Accuracy of Freestyle Libre

University of Padova

Status

Unknown

Conditions

Diabetes Type 1

Treatments

Device: flash glucose monitoring

Study type

Interventional

Funder types

Other

Identifiers

NCT02734745

3724/AO/16

Details and patient eligibility

About

This is an open-label, mono-centre, interventional study.The aim of this trial is to assess accuracy and reliability of a flash glucose monitoring system, the freestyle Libre (Abbott, CA, USA), in patients with type 1 diabetes.

Full description

Objective: To assess accuracy and reliability of a new-to-market flash glucose monitoring system, the freestyle Libre (Abbott, CA, USA), in patients with type 1 diabetes.

Study design: open-label, mono-centre interventional study. Patients will wear freestyle Libre for 14 days in the home setting. There will be no limitations in food intake or in physical activity, but patients will have at least 7 finger-stick/days. Patients will have 2 visits in our clinical center and in these visits we'll compare freestyle Libre values with blood sampling to determine glucose values with YSI, during euglycemia and during glucose excursion and induced hypo-hyperglycemia.

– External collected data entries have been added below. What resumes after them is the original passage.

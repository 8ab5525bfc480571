//! JSON shape of the serializable data types (requires `--features serde`).
#![cfg(feature = "serde")]

use elem_data::{Datum, RadiiContext, RadiusOptions, covalent_radii};

#[test]
fn radius_options_roundtrip() {
    let opts = RadiusOptions::default().with_units("angstrom").with_missing(1.5);
    let json = serde_json::to_string(&opts).unwrap();
    let back: RadiusOptions = serde_json::from_str(&json).unwrap();
    assert_eq!(back, opts);
}

#[test]
fn datum_roundtrip_keeps_decimal_text() {
    let datum = covalent_radii().get_datum("H").unwrap().clone();
    let json = serde_json::to_string(&datum).unwrap();
    assert!(json.contains("\"label\":\"H\""));
    let back: Datum = serde_json::from_str(&json).unwrap();
    assert_eq!(back, datum);
    assert_eq!(back.value().to_string(), "0.31");
}

#[test]
fn context_serializes_as_variant_name() {
    let json = serde_json::to_string(&RadiiContext::Alvarez2008).unwrap();
    assert_eq!(json, "\"Alvarez2008\"");
}

#[test]
fn export_serializes() {
    let export = covalent_radii().export_fixed_array(2.0);
    let json = serde_json::to_value(&export).unwrap();
    let entries = json.as_array().unwrap();
    assert_eq!(entries.len(), 118);
    assert_eq!(entries[0]["symbol"], "H");
    assert_eq!(entries[117]["value"]["Default"], 2.0);
}
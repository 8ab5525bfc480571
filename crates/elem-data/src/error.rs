//! Reference-data lookup errors.

use crate::units::UnitError;
use elem_core::ElemError;
use thiserror::Error;

/// Result type for reference-data operations.
pub type DataResult<T> = Result<T, DataError>;

/// Errors raised by the periodic table, datasets and unit conversion.
#[derive(Error, Debug, Clone, PartialEq, Eq)]
pub enum DataError {
    /// Identifier does not name any element, nuclide or dataset label.
    #[error("Atom identifier ({atom}) not recognized as element or nuclide")]
    NotAnElement { atom: String },

    /// Identifier is a valid element but the dataset has no entry for it.
    #[error("Data ({data}) not available for atom ({atom})")]
    DataUnavailable { data: &'static str, atom: String },

    /// Dataset context name not in the registry.
    #[error("Context set as '{context}', only contexts {{{supported}}} are currently supported")]
    UnsupportedContext { context: String, supported: String },

    /// Bundled source value failed to parse as a decimal.
    #[error("Malformed source value '{value}' for {label}")]
    MalformedSource { label: String, value: String },

    #[error(transparent)]
    Unit(#[from] UnitError),
}

impl From<DataError> for ElemError {
    fn from(err: DataError) -> Self {
        ElemError::Data {
            message: err.to_string(),
        }
    }
}
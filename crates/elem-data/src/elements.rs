//! Bundled periodic-table source data.
//!
//! Standard atomic weights follow the IUPAC conventional values; for elements
//! without a stable isotope the mass number of the longest-lived isotope is
//! listed. Nuclide masses are from the 2016 Atomic Mass Evaluation and cover
//! every stable nuclide (plus tritium and carbon-14) for hydrogen through argon.

/// (symbol, name, standard atomic weight), indexed by atomic number - 1.
pub(crate) const ELEMENTS: [(&str, &str, f64); 118] = [
    ("H", "Hydrogen", 1.008),
    ("He", "Helium", 4.002602),
    ("Li", "Lithium", 6.94),
    ("Be", "Beryllium", 9.0121831),
    ("B", "Boron", 10.81),
    ("C", "Carbon", 12.011),
    ("N", "Nitrogen", 14.007),
    ("O", "Oxygen", 15.999),
    ("F", "Fluorine", 18.998403163),
    ("Ne", "Neon", 20.1797),
    ("Na", "Sodium", 22.98976928),
    ("Mg", "Magnesium", 24.305),
    ("Al", "Aluminium", 26.9815385),
    ("Si", "Silicon", 28.085),
    ("P", "Phosphorus", 30.973761998),
    ("S", "Sulfur", 32.06),
    ("Cl", "Chlorine", 35.45),
    ("Ar", "Argon", 39.948),
    ("K", "Potassium", 39.0983),
    ("Ca", "Calcium", 40.078),
    ("Sc", "Scandium", 44.955908),
    ("Ti", "Titanium", 47.867),
    ("V", "Vanadium", 50.9415),
    ("Cr", "Chromium", 51.9961),
    ("Mn", "Manganese", 54.938044),
    ("Fe", "Iron", 55.845),
    ("Co", "Cobalt", 58.933194),
    ("Ni", "Nickel", 58.6934),
    ("Cu", "Copper", 63.546),
    ("Zn", "Zinc", 65.38),
    ("Ga", "Gallium", 69.723),
    ("Ge", "Germanium", 72.630),
    ("As", "Arsenic", 74.921595),
    ("Se", "Selenium", 78.971),
    ("Br", "Bromine", 79.904),
    ("Kr", "Krypton", 83.798),
    ("Rb", "Rubidium", 85.4678),
    ("Sr", "Strontium", 87.62),
    ("Y", "Yttrium", 88.90584),
    ("Zr", "Zirconium", 91.224),
    ("Nb", "Niobium", 92.90637),
    ("Mo", "Molybdenum", 95.95),
    ("Tc", "Technetium", 98.0),
    ("Ru", "Ruthenium", 101.07),
    ("Rh", "Rhodium", 102.90550),
    ("Pd", "Palladium", 106.42),
    ("Ag", "Silver", 107.8682),
    ("Cd", "Cadmium", 112.414),
    ("In", "Indium", 114.818),
    ("Sn", "Tin", 118.710),
    ("Sb", "Antimony", 121.760),
    ("Te", "Tellurium", 127.60),
    ("I", "Iodine", 126.90447),
    ("Xe", "Xenon", 131.293),
    ("Cs", "Caesium", 132.90545196),
    ("Ba", "Barium", 137.327),
    ("La", "Lanthanum", 138.90547),
    ("Ce", "Cerium", 140.116),
    ("Pr", "Praseodymium", 140.90766),
    ("Nd", "Neodymium", 144.242),
    ("Pm", "Promethium", 145.0),
    ("Sm", "Samarium", 150.36),
    ("Eu", "Europium", 151.964),
    ("Gd", "Gadolinium", 157.25),
    ("Tb", "Terbium", 158.92535),
    ("Dy", "Dysprosium", 162.500),
    ("Ho", "Holmium", 164.93033),
    ("Er", "Erbium", 167.259),
    ("Tm", "Thulium", 168.93422),
    ("Yb", "Ytterbium", 173.045),
    ("Lu", "Lutetium", 174.9668),
    ("Hf", "Hafnium", 178.49),
    ("Ta", "Tantalum", 180.94788),
    ("W", "Tungsten", 183.84),
    ("Re", "Rhenium", 186.207),
    ("Os", "Osmium", 190.23),
    ("Ir", "Iridium", 192.217),
    ("Pt", "Platinum", 195.084),
    ("Au", "Gold", 196.966569),
    ("Hg", "Mercury", 200.592),
    ("Tl", "Thallium", 204.38),
    ("Pb", "Lead", 207.2),
    ("Bi", "Bismuth", 208.98040),
    ("Po", "Polonium", 209.0),
    ("At", "Astatine", 210.0),
    ("Rn", "Radon", 222.0),
    ("Fr", "Francium", 223.0),
    ("Ra", "Radium", 226.0),
    ("Ac", "Actinium", 227.0),
    ("Th", "Thorium", 232.0377),
    ("Pa", "Protactinium", 231.03588),
    ("U", "Uranium", 238.02891),
    ("Np", "Neptunium", 237.0),
    ("Pu", "Plutonium", 244.0),
    ("Am", "Americium", 243.0),
    ("Cm", "Curium", 247.0),
    ("Bk", "Berkelium", 247.0),
    ("Cf", "Californium", 251.0),
    ("Es", "Einsteinium", 252.0),
    ("Fm", "Fermium", 257.0),
    ("Md", "Mendelevium", 258.0),
    ("No", "Nobelium", 259.0),
    ("Lr", "Lawrencium", 266.0),
    ("Rf", "Rutherfordium", 267.0),
    ("Db", "Dubnium", 268.0),
    ("Sg", "Seaborgium", 269.0),
    ("Bh", "Bohrium", 270.0),
    ("Hs", "Hassium", 269.0),
    ("Mt", "Meitnerium", 278.0),
    ("Ds", "Darmstadtium", 281.0),
    ("Rg", "Roentgenium", 282.0),
    ("Cn", "Copernicium", 285.0),
    ("Nh", "Nihonium", 286.0),
    ("Fl", "Flerovium", 289.0),
    ("Mc", "Moscovium", 290.0),
    ("Lv", "Livermorium", 293.0),
    ("Ts", "Tennessine", 294.0),
    ("Og", "Oganesson", 294.0),
];

/// One nuclide: atomic number, mass number, atomic mass [u], most abundant for its element.
#[derive(Debug, Clone, Copy, PartialEq)]
pub(crate) struct NuclideData {
    pub z: u8,
    pub a: u16,
    pub mass: f64,
    pub most_abundant: bool,
}

const fn nuc(z: u8, a: u16, mass: f64, most_abundant: bool) -> NuclideData {
    NuclideData {
        z,
        a,
        mass,
        most_abundant,
    }
}

pub(crate) const NUCLIDES: [NuclideData; 40] = [
    nuc(1, 1, 1.007_825_032_23, true),
    nuc(1, 2, 2.014_101_778_12, false),
    nuc(1, 3, 3.016_049_277_9, false),
    nuc(2, 3, 3.016_029_320_1, false),
    nuc(2, 4, 4.002_603_254_13, true),
    nuc(3, 6, 6.015_122_887_4, false),
    nuc(3, 7, 7.016_003_436_6, true),
    nuc(4, 9, 9.012_183_065, true),
    nuc(5, 10, 10.012_936_95, false),
    nuc(5, 11, 11.009_305_36, true),
    nuc(6, 12, 12.0, true),
    nuc(6, 13, 13.003_354_835_07, false),
    nuc(6, 14, 14.003_241_988_4, false),
    nuc(7, 14, 14.003_074_004_43, true),
    nuc(7, 15, 15.000_108_898_88, false),
    nuc(8, 16, 15.994_914_619_57, true),
    nuc(8, 17, 16.999_131_756_50, false),
    nuc(8, 18, 17.999_159_612_86, false),
    nuc(9, 19, 18.998_403_162_73, true),
    nuc(10, 20, 19.992_440_176_2, true),
    nuc(10, 21, 20.993_846_685, false),
    nuc(10, 22, 21.991_385_114, false),
    nuc(11, 23, 22.989_769_282_0, true),
    nuc(12, 24, 23.985_041_697, true),
    nuc(12, 25, 24.985_836_976, false),
    nuc(12, 26, 25.982_592_968, false),
    nuc(13, 27, 26.981_538_53, true),
    nuc(14, 28, 27.976_926_534_65, true),
    nuc(14, 29, 28.976_494_664_90, false),
    nuc(14, 30, 29.973_770_136, false),
    nuc(15, 31, 30.973_761_998_42, true),
    nuc(16, 32, 31.972_071_174_4, true),
    nuc(16, 33, 32.971_458_909_8, false),
    nuc(16, 34, 33.967_867_004, false),
    nuc(16, 36, 35.967_080_71, false),
    nuc(17, 35, 34.968_852_682, true),
    nuc(17, 37, 36.965_902_602, false),
    nuc(18, 36, 35.967_545_105, false),
    nuc(18, 38, 37.962_732_11, false),
    nuc(18, 40, 39.962_383_123_7, true),
];

/// Special single-letter nuclide names: (label, atomic number, mass number).
pub(crate) const NUCLIDE_ALIASES: [(&str, u8, u16); 2] = [("D", 1, 2), ("T", 1, 3)];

Study population: 48 patients will be included in this trial. Every patient will wear device for 14 days at home and during 2 visits at CRC Study endpoints: main endpoint will be the evaluation of freestyle Libre accuracy during real life compared to glucometer values and to YSI glucose values (during 2 visits). A separate analysis will be performed on the accuracy of the freestyle Libre in the hypoglycaemic (defined as a blood glucose value ≤3.9 mmol/L) and hyperglycaemic area (defined as a blood glucose value ≥10.0 mmol/L). Additionally, a separate analysis will be performed to assess device performance and accuracy per day of device life.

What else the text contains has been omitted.